## THE PROBLEM
Go through the entries below and write each one out exactly.

Collected data entries:

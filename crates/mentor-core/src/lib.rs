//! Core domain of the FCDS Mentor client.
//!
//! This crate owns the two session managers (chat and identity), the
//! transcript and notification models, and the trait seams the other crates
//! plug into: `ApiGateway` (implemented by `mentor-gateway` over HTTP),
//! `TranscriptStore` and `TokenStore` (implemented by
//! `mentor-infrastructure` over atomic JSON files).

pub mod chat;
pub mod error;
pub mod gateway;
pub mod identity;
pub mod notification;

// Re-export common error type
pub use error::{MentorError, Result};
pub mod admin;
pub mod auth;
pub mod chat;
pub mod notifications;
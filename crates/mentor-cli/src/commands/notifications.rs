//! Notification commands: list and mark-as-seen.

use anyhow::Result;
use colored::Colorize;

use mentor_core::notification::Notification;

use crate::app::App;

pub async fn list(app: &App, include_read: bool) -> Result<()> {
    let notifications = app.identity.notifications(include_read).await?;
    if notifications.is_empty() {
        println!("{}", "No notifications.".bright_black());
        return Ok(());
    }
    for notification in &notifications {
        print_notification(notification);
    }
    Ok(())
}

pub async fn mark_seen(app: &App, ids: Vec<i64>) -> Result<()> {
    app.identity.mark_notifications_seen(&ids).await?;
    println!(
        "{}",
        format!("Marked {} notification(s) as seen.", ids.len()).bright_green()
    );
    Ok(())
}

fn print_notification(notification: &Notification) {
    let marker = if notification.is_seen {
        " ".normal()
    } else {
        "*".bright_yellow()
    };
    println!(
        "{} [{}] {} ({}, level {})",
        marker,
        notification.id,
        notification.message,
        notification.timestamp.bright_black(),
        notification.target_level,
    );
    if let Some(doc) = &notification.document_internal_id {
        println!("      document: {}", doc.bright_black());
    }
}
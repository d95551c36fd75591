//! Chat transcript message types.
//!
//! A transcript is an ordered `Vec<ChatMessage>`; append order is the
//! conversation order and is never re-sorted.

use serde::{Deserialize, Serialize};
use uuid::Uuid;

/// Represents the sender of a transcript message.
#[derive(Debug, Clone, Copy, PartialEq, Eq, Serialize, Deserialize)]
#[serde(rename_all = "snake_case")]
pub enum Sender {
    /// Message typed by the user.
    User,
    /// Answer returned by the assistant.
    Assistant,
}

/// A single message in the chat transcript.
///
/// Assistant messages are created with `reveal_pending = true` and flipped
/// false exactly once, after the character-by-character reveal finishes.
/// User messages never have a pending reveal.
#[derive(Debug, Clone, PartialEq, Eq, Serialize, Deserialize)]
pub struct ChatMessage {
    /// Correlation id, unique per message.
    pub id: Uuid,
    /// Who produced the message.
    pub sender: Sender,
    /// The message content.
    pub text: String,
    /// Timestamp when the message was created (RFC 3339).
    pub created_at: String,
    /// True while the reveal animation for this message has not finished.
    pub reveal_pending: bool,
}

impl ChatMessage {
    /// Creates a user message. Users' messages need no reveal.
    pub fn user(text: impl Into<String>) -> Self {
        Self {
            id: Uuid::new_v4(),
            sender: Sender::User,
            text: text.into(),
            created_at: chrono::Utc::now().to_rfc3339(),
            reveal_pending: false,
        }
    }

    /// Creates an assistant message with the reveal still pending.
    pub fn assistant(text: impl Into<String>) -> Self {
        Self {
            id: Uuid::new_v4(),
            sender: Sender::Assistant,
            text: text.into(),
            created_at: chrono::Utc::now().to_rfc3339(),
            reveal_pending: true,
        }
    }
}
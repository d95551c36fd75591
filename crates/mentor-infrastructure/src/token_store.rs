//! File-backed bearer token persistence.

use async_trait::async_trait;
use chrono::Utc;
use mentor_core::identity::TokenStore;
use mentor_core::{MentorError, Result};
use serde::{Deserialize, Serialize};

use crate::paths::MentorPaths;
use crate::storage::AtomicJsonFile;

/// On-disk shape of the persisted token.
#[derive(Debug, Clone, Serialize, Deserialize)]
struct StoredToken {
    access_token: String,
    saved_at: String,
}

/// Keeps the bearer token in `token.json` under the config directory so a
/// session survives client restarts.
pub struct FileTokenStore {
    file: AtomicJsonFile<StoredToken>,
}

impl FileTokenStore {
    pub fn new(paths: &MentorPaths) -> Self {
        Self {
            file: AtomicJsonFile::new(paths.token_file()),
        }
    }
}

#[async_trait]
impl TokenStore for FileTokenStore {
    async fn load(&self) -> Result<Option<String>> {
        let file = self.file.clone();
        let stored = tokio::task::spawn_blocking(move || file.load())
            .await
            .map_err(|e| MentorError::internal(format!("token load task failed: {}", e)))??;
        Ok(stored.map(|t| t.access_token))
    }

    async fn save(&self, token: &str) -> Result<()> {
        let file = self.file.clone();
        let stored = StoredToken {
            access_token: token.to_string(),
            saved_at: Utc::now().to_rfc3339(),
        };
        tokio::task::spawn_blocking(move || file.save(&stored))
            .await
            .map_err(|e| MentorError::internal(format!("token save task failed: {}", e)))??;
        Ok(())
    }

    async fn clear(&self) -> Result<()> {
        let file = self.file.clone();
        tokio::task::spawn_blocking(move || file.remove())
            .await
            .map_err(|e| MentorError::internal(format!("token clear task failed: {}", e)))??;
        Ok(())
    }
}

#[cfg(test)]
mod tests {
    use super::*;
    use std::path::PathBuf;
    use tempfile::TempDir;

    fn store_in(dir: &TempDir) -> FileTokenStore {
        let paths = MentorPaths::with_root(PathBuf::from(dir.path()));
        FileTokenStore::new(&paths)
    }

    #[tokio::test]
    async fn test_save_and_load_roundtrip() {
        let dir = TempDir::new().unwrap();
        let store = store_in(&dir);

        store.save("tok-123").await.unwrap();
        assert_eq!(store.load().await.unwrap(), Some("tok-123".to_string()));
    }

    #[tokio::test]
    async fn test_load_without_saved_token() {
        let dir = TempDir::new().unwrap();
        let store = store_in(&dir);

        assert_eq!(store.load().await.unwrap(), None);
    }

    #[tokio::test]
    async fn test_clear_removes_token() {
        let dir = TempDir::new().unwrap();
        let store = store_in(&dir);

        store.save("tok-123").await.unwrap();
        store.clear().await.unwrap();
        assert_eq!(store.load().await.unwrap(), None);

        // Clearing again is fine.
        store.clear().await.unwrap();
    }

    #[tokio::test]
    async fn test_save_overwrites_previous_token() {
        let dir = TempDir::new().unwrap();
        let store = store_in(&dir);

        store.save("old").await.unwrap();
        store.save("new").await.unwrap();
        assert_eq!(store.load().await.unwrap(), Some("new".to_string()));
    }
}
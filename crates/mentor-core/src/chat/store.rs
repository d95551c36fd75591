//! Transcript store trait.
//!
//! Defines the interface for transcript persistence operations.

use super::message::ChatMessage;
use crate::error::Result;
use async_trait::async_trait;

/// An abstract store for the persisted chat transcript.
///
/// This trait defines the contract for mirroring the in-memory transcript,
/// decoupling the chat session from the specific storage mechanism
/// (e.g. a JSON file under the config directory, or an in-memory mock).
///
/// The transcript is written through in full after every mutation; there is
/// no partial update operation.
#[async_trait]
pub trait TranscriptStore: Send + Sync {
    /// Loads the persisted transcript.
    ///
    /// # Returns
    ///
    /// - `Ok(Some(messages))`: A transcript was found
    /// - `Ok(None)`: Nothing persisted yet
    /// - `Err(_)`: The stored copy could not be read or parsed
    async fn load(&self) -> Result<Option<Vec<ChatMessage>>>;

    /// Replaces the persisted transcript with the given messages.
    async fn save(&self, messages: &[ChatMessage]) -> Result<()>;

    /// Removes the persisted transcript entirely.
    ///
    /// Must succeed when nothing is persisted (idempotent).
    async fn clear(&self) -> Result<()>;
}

## ANSWER TO THE EXERCISE
filename crates/mentor-core/src/lib.rs
//! Core domain of the FCDS Mentor client.
//!
//! This crate owns the two session managers (chat and identity), the
//! transcript and notification models, and the trait seams the other crates
//! plug into: `ApiGateway` (implemented by `mentor-gateway` over HTTP),
//! `TranscriptStore` and `TokenStore` (implemented by
//! `mentor-infrastructure` over atomic JSON files).

pub mod chat;
pub mod error;
pub mod gateway;
pub mod identity;
pub mod notification;

// Re-export common error type
pub use error::{MentorError, Result};
pub mod admin;
pub mod auth;
pub mod chat;
pub mod notifications;
filename crates/mentor-cli/src/commands/notifications.rs
//! Notification commands: list and mark-as-seen.

use anyhow::Result;
use colored::Colorize;

use mentor_core::notification::Notification;

use crate::app::App;

pub async fn list(app: &App, include_read: bool) -> Result<()> {
    let notifications = app.identity.notifications(include_read).await?;
    if notifications.is_empty() {
        println!("{}", "No notifications.".bright_black());
        return Ok(());
    }
    for notification in &notifications {
        print_notification(notification);
    }
    Ok(())
}

pub async fn mark_seen(app: &App, ids: Vec<i64>) -> Result<()> {
    app.identity.mark_notifications_seen(&ids).await?;
    println!(
        "{}",
        format!("Marked {} notification(s) as seen.", ids.len()).bright_green()
    );
    Ok(())
}

fn print_notification(notification: &Notification) {
    let marker = if notification.is_seen {
        " ".normal()
    } else {
        "*".bright_yellow()
    };
    println!(
        "{} [{}] {} ({}, level {})",
        marker,
        notification.id,
        notification.message,
        notification.timestamp.bright_black(),
        notification.target_level,
    );
    if let Some(doc) = &notification.document_internal_id {
        println!("      document: {}", doc.bright_black());
    }
}
repository d95551c36fd75591
//! Chat transcript message types.
//!
//! A transcript is an ordered `Vec<ChatMessage>`; append order is the
//! conversation order and is never re-sorted.

use serde::{Deserialize, Serialize};
use uuid::Uuid;

/// Represents the sender of a transcript message.
#[derive(Debug, Clone, Copy, PartialEq, Eq, Serialize, Deserialize)]
#[serde(rename_all = "snake_case")]
pub enum Sender {
    /// Message typed by the user.
    User,
    /// Answer returned by the assistant.
    Assistant,
}

/// A single message in the chat transcript.
///
/// Assistant messages are created with `reveal_pending = true` and flipped
/// false exactly once, after the character-by-character reveal finishes.
/// User messages never have a pending reveal.
#[derive(Debug, Clone, PartialEq, Eq, Serialize, Deserialize)]
pub struct ChatMessage {
    /// Correlation id, unique per message.
    pub id: Uuid,
    /// Who produced the message.
    pub sender: Sender,
    /// The message content.
    pub text: String,
    /// Timestamp when the message was created (RFC 3339).
    pub created_at: String,
    /// True while the reveal animation for this message has not finished.
    pub reveal_pending: bool,
}

impl ChatMessage {
    /// Creates a user message. Users' messages need no reveal.
    pub fn user(text: impl Into<String>) -> Self {
        Self {
            id: Uuid::new_v4(),
            sender: Sender::User,
            text: text.into(),
            created_at: chrono::Utc::now().to_rfc3339(),
            reveal_pending: false,
        }
    }

    /// Creates an assistant message with the reveal still pending.
    pub fn assistant(text: impl Into<String>) -> Self {
        Self {
            id: Uuid::new_v4(),
            sender: Sender::Assistant,
            text: text.into(),
            created_at: chrono::Utc::now().to_rfc3339(),
            reveal_pending: true,
        }
    }
}
repository d95551c36fd75591
filename crates/mentor-infrastructure/src/token_store.rs
//! File-backed bearer token persistence.

use async_trait::async_trait;
use chrono::Utc;
use mentor_core::identity::TokenStore;
use mentor_core::{MentorError, Result};
use serde::{Deserialize, Serialize};

use crate::paths::MentorPaths;
use crate::storage::AtomicJsonFile;

/// On-disk shape of the persisted token.
#[derive(Debug, Clone, Serialize, Deserialize)]
struct StoredToken {
    access_token: String,
    saved_at: String,
}

/// Keeps the bearer token in `token.json` under the config directory so a
/// session survives client restarts.
pub struct FileTokenStore {
    file: AtomicJsonFile<StoredToken>,
}

impl FileTokenStore {
    pub fn new(paths: &MentorPaths) -> Self {
        Self {
            file: AtomicJsonFile::new(paths.token_file()),
        }
    }
}

#[async_trait]
impl TokenStore for FileTokenStore {
    async fn load(&self) -> Result<Option<String>> {
        let file = self.file.clone();
        let stored = tokio::task::spawn_blocking(move || file.load())
            .await
            .map_err(|e| MentorError::internal(format!("token load task failed: {}", e)))??;
        Ok(stored.map(|t| t.access_token))
    }

    async fn save(&self, token: &str) -> Result<()> {
        let file = self.file.clone();
        let stored = StoredToken {
            access_token: token.to_string(),
            saved_at: Utc::now().to_rfc3339(),
        };
        tokio::task::spawn_blocking(move || file.save(&stored))
            .await
            .map_err(|e| MentorError::internal(format!("token save task failed: {}", e)))??;
        Ok(())
    }

    async fn clear(&self) -> Result<()> {
        let file = self.file.clone();
        tokio::task::spawn_blocking(move || file.remove())
            .await
            .map_err(|e| MentorError::internal(format!("token clear task failed: {}", e)))??;
        Ok(())
    }
}

#[cfg(test)]
mod tests {
    use super::*;
    use std::path::PathBuf;
    use tempfile::TempDir;

    fn store_in(dir: &TempDir) -> FileTokenStore {
        let paths = MentorPaths::with_root(PathBuf::from(dir.path()));
        FileTokenStore::new(&paths)
    }

    #[tokio::test]
    async fn test_save_and_load_roundtrip() {
        let dir = TempDir::new().unwrap();
        let store = store_in(&dir);

        store.save("tok-123").await.unwrap();
        assert_eq!(store.load().await.unwrap(), Some("tok-123".to_string()));
    }

    #[tokio::test]
    async fn test_load_without_saved_token() {
        let dir = TempDir::new().unwrap();
        let store = store_in(&dir);

        assert_eq!(store.load().await.unwrap(), None);
    }

    #[tokio::test]
    async fn test_clear_removes_token() {
        let dir = TempDir::new().unwrap();
        let store = store_in(&dir);

        store.save("tok-123").await.unwrap();
        store.clear().await.unwrap();
        assert_eq!(store.load().await.unwrap(), None);

        // Clearing again is fine.
        store.clear().await.unwrap();
    }

    #[tokio::test]
    async fn test_save_overwrites_previous_token() {
        let dir = TempDir::new().unwrap();
        let store = store_in(&dir);

        store.save("old").await.unwrap();
        store.save("new").await.unwrap();
        assert_eq!(store.load().await.unwrap(), Some("new".to_string()));
    }
}
filename crates/mentor-core/src/chat/store.rs
repository d95551c36fd75591
//! Transcript store trait.
//!
//! Defines the interface for transcript persistence operations.

use super::message::ChatMessage;
use crate::error::Result;
use async_trait::async_trait;

/// An abstract store for the persisted chat transcript.
///
/// This trait defines the contract for mirroring the in-memory transcript,
/// decoupling the chat session from the specific storage mechanism
/// (e.g. a JSON file under the config directory, or an in-memory mock).
///
/// The transcript is written through in full after every mutation; there is
/// no partial update operation.
#[async_trait]
pub trait TranscriptStore: Send + Sync {
    /// Loads the persisted transcript.
    ///
    /// # Returns
    ///
    /// - `Ok(Some(messages))`: A transcript was found
    /// - `Ok(None)`: Nothing persisted yet
    /// - `Err(_)`: The stored copy could not be read or parsed
    async fn load(&self) -> Result<Option<Vec<ChatMessage>>>;

    /// Replaces the persisted transcript with the given messages.
    async fn save(&self, messages: &[ChatMessage]) -> Result<()>;

    /// Removes the persisted transcript entirely.
    ///
    /// Must succeed when nothing is persisted (idempotent).
    async fn clear(&self) -> Result<()>;
}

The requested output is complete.